Source: By Dino Grandoni, Washington Post • Posted: Tuesday, May 5, 2020

The numbers are in: We now know just how badly the country’s top oil drillers were hit by the coronavirus-fueled downturn.

Three of the four biggest U.S. oil and gas producers posted multimillion to multibillion dollar losses in their latest earnings reports, a sign of just how damaging the drop in energy demand because of the covid-19 pandemic has been to the domestic oil business.

A drilling rig in Midland, Tex. (Callaghan O’Hare/Bloomberg News)

ConocoPhillips, the third-biggest U.S. oil driller by market capitalization, announced late last week that it lost $1.7 billion during the first three months of the year. Phillips 66, the fourth-largest, reported a first-quarter loss of $2.5 billion.

And ExxonMobil, long the nation’s top energy company, bled $610 million during the first three months of 2020, when oil globally lost two-thirds of its value. It is the first time the company has posted a quarterly loss in the past three decades.

“We’ve certainly weathered the ups and downs of many price cycles,” its CEO Darren Woods said during an earnings call Friday. “However, I have to say, we’ve never seen anything like what the world is experiencing today.”

The U.S. oil majors operate around the world, but it’s their Texas operations that will be taking a hit.

The companies will try to sustain their bottom lines by cutting production in the Permian Basin. The storied oil-rich region stretches through western Texas and southeastern New Mexico, and enjoyed a surge in production with the advent of hydraulic fracturing technology.
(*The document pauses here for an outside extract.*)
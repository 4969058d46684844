pub mod approval;
pub mod audit;
pub mod request;
pub mod workflow;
But now with the drop in the price of oil making Permian crude too expensive to get out of the ground, that boom is quickly turning into a bust.

Exxon said it expects to ramp down Permian rigs by about 75 percent and end the year with only about 15 rigs. Altogether, the company is slashing its capital spending for 2020 by 30 percent.
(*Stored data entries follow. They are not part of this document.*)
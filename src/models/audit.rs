use chrono::{DateTime, Utc};
use serde::{Deserialize, Serialize};
use sqlx::types::Json;
use uuid::Uuid;

use super::approval::{ApprovalRecord, ApprovalStatus, ClientMeta};

/// Append-only record of one processed callback.
///
/// Written in the same transaction as the status transition it describes;
/// never updated or deleted afterwards.
#[derive(Debug, Clone, Serialize, Deserialize, sqlx::FromRow)]
pub struct AuditLogEntry {
    pub id: Uuid,
    pub request_id: Uuid,
    pub approval_id: Uuid,
    pub action: AuditAction,
    pub performed_by_email: String,
    pub performed_by_name: String,
    pub previous_status: ApprovalStatus,
    pub new_status: ApprovalStatus,
    pub notes: Option<String>,
    pub ip_address: Option<String>,
    pub user_agent: Option<String>,
    pub metadata: Json<AuditMetadata>,
    pub created_at: DateTime<Utc>,
}

#[derive(Debug, Serialize, Deserialize, sqlx::Type, PartialEq, Eq, Clone, Copy)]
#[serde(rename_all = "lowercase")]
#[sqlx(type_name = "varchar", rename_all = "lowercase")]
pub enum AuditAction {
    Approved,
    Rejected,
}

#[derive(Debug, Clone, Serialize, Deserialize, PartialEq, Eq)]
pub struct AuditMetadata {
    pub step_order: i32,
    pub token_used: bool,
}

impl AuditLogEntry {
    /// Build the entry for a transition the callback processor just applied
    /// to `record`. The actor is always the record's approver: the token is
    /// the only credential, so caller-supplied identity is never trusted.
    pub fn for_transition(
        record: &ApprovalRecord,
        previous_status: ApprovalStatus,
        notes: Option<String>,
        meta: &ClientMeta,
        at: DateTime<Utc>,
    ) -> Self {
        let action = match record.status {
            ApprovalStatus::Rejected => AuditAction::Rejected,
            _ => AuditAction::Approved,
        };
        Self {
            id: Uuid::new_v4(),
            request_id: record.request_id,
            approval_id: record.id,
            action,
            performed_by_email: record.approver_email.clone(),
            performed_by_name: record.approver_name.clone(),
            previous_status,
            new_status: record.status,
            notes,
            ip_address: meta.ip_address.clone(),
            user_agent: meta.user_agent.clone(),
            metadata: Json(AuditMetadata {
                step_order: record.step_order,
                token_used: true,
            }),
            created_at: at,
        }
    }
}
//! Approval tokens: single-use bearer credentials embedded in action links.
//!
//! 32 random bytes from the OS CSPRNG, base64url without padding. Only the
//! SHA-256 digest is persisted.

use base64::Engine;
use rand::rngs::OsRng;
use rand::RngCore;
use sha2::{Digest, Sha256};
use subtle::ConstantTimeEq;

const TOKEN_BYTES: usize = 32;

/// A freshly issued plaintext token. Not `Debug`/`Serialize` so it cannot
/// end up in logs by accident.
#[derive(Clone, PartialEq, Eq)]
pub struct ApprovalToken(String);

impl ApprovalToken {
    pub fn generate() -> Self {
        let mut bytes = [0u8; TOKEN_BYTES];
        OsRng.fill_bytes(&mut bytes);
        let engine = base64::engine::general_purpose::URL_SAFE_NO_PAD;
        Self(engine.encode(bytes))
    }

    pub fn as_str(&self) -> &str {
        &self.0
    }

    pub fn hash(&self) -> String {
        hash_token(&self.0)
    }
}

/// Hex SHA-256 digest of a token as it is stored.
pub fn hash_token(token: &str) -> String {
    let digest = Sha256::digest(token.as_bytes());
    hex::encode(digest)
}

/// Constant-time check of a presented token against a stored digest.
pub fn verify_token(token: &str, stored_hash: &str) -> bool {
    let presented = hash_token(token);
    presented.as_bytes().ct_eq(stored_hash.as_bytes()).into()
}

/// Short, non-reversible prefix of the digest for log correlation.
pub fn log_fingerprint(token: &str) -> String {
    hash_token(token)[..8].to_string()
}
Chevron, the nation’s No. 2 oil company, said it expects to cut 125,000 barrels per day from its original production target for the Permian by the end of the year. It began the year running 17 rigs in the Permian but now is running only five.

The company was alone among those top four to make a first-quarter profit, earning $3.6 billion in part off the strength of its refining division. “Our first quarter was a solid quarter, and I think the results reflect that,” Chevron CEO Mike Wirth said on Bloomberg TV.

But he warned: “Second quarter is a little bit tougher.”

And ConocoPhillips said it expects to cut production not just in the Permian, but across North America by about 460,000 barrels per day by June.

Overall, output from the top American and European oil majors is set to drop by nearly 11 percent next quarter, according to an analysis by Reuters. The European majors BP and Dutch Royal Shell saw declined profits to start 2020 too, with Shell slashing its dividend to shareholders for the first time since World War II.

While the oil giants are taking body blows, it’s smaller U.S. oil companies that are most at risk.

A handful of smaller oil companies, including Whiting Petroleum and Diamond Offshore, have already filed for bankruptcy.

Yet more mid-tier firms, heavily indebted to expand shale production when oil prices were high, are at risk of needing Chapter 11 protection if the price of oil remains low.

The Federal Reserve is preparing to throw a lifeline to distressed firms in the energy sector and elsewhere. But the American Petroleum Institute, which represents major oil companies in Washington, has stressed that it wants no special aid for the oil industry.

Some industry analysts say the bigger oil companies are ultimately aiming to gobbling up the assets of smaller firms that go belly-up.

“Ultimately what’s going to happen,” Boris Schlossberg, a managing director at BK Asset Management, said last month, “is you’re going to have massive consolidation; they’re going to be able to buy assets incredibly cheap.”